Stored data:
== Segment start ==
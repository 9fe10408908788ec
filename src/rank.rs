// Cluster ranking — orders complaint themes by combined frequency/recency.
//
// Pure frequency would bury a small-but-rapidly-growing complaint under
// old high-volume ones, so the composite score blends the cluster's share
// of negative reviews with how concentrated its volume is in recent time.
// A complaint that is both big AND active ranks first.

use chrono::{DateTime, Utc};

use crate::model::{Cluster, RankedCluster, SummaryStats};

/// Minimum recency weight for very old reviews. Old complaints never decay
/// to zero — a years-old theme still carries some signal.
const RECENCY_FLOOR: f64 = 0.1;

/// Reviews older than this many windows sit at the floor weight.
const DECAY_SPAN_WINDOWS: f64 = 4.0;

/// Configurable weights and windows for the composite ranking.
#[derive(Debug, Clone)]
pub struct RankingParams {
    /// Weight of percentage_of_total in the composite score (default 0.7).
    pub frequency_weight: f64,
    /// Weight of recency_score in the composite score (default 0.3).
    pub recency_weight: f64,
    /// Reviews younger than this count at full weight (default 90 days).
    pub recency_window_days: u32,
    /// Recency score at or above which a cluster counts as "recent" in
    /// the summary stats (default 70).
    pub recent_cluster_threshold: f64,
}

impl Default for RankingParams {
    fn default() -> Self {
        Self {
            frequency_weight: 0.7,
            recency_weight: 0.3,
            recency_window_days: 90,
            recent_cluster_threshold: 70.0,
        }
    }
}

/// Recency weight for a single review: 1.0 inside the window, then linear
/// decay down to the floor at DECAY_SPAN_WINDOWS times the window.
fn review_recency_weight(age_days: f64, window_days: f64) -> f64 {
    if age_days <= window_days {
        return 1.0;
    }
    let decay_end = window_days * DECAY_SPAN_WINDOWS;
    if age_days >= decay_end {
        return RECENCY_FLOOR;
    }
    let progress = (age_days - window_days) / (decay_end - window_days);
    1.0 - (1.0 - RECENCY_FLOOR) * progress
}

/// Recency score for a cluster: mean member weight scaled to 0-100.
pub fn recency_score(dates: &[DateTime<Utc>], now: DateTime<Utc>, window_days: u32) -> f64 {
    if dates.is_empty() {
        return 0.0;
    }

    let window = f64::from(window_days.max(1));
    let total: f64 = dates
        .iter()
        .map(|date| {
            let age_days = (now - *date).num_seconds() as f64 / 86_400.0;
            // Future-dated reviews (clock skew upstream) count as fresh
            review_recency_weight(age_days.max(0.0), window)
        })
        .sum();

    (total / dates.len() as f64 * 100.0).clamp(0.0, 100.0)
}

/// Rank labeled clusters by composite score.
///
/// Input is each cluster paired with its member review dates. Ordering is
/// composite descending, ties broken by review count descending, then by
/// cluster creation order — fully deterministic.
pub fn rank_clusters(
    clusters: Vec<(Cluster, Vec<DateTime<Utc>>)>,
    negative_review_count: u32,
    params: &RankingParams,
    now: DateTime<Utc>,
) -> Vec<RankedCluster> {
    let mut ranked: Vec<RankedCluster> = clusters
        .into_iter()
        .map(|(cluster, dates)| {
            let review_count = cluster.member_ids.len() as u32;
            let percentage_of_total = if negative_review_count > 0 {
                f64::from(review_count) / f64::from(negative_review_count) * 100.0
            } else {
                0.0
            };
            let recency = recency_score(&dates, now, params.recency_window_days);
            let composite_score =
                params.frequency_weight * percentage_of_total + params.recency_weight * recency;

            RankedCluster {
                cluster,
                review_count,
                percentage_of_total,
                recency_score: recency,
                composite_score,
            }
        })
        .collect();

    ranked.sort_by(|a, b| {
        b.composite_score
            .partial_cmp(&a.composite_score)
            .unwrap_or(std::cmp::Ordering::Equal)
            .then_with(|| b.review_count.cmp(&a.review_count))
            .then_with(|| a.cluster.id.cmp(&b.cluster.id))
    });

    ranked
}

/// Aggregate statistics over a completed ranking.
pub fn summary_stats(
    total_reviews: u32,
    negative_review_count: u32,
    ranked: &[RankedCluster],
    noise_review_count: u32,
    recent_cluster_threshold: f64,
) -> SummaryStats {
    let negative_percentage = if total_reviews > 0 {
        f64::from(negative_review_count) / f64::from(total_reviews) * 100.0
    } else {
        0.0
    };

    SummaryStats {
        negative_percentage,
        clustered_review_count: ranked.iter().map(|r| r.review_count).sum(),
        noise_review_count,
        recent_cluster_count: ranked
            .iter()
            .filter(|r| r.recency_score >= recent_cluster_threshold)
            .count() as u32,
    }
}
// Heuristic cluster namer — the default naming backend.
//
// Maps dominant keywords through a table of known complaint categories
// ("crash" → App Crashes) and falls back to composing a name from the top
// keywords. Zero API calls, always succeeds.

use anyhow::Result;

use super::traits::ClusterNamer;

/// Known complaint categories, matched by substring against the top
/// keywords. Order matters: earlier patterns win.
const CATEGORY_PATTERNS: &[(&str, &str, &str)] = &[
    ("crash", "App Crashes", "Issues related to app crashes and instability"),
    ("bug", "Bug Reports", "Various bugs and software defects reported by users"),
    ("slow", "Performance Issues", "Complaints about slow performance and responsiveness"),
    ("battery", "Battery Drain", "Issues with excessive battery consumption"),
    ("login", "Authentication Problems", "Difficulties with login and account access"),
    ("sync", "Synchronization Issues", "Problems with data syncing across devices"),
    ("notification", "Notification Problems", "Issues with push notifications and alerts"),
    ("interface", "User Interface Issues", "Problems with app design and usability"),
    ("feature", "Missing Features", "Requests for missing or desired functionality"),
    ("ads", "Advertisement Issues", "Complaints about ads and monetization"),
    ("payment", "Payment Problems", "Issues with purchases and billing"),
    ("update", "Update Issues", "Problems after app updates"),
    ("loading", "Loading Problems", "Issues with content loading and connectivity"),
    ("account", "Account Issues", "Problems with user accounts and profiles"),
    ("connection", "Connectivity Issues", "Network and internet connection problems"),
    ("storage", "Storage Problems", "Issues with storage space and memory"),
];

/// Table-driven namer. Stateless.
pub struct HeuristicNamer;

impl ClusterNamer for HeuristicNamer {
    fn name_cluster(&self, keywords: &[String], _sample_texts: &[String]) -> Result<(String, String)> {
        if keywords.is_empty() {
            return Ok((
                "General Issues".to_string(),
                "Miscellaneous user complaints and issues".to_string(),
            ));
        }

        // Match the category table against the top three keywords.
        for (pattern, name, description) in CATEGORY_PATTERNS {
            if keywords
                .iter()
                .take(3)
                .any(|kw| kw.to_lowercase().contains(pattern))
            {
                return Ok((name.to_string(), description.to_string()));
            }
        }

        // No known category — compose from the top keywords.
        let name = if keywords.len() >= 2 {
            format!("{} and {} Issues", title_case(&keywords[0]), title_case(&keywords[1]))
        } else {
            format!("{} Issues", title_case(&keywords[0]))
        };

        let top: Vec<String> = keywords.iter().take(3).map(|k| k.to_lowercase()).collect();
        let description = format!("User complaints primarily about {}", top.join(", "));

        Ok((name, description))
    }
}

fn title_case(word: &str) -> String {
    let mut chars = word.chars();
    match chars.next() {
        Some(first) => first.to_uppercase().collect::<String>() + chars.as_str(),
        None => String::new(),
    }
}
== Segment end ==
Give back precisely the lines above that start at the line containing "let percentage_of_total = if" and end at the line containing "let negative_percentage = if", inclusive. No other lines belong in the output.

            let percentage_of_total = if negative_review_count > 0 {
                f64::from(review_count) / f64::from(negative_review_count) * 100.0
            } else {
                0.0
            };
            let recency = recency_score(&dates, now, params.recency_window_days);
            let composite_score =
                params.frequency_weight * percentage_of_total + params.recency_weight * recency;

            RankedCluster {
                cluster,
                review_count,
                percentage_of_total,
                recency_score: recency,
                composite_score,
            }
        })
        .collect();

    ranked.sort_by(|a, b| {
        b.composite_score
            .partial_cmp(&a.composite_score)
            .unwrap_or(std::cmp::Ordering::Equal)
            .then_with(|| b.review_count.cmp(&a.review_count))
            .then_with(|| a.cluster.id.cmp(&b.cluster.id))
    });

    ranked
}

/// Aggregate statistics over a completed ranking.
pub fn summary_stats(
    total_reviews: u32,
    negative_review_count: u32,
    ranked: &[RankedCluster],
    noise_review_count: u32,
    recent_cluster_threshold: f64,
) -> SummaryStats {
    let negative_percentage = if total_reviews > 0 {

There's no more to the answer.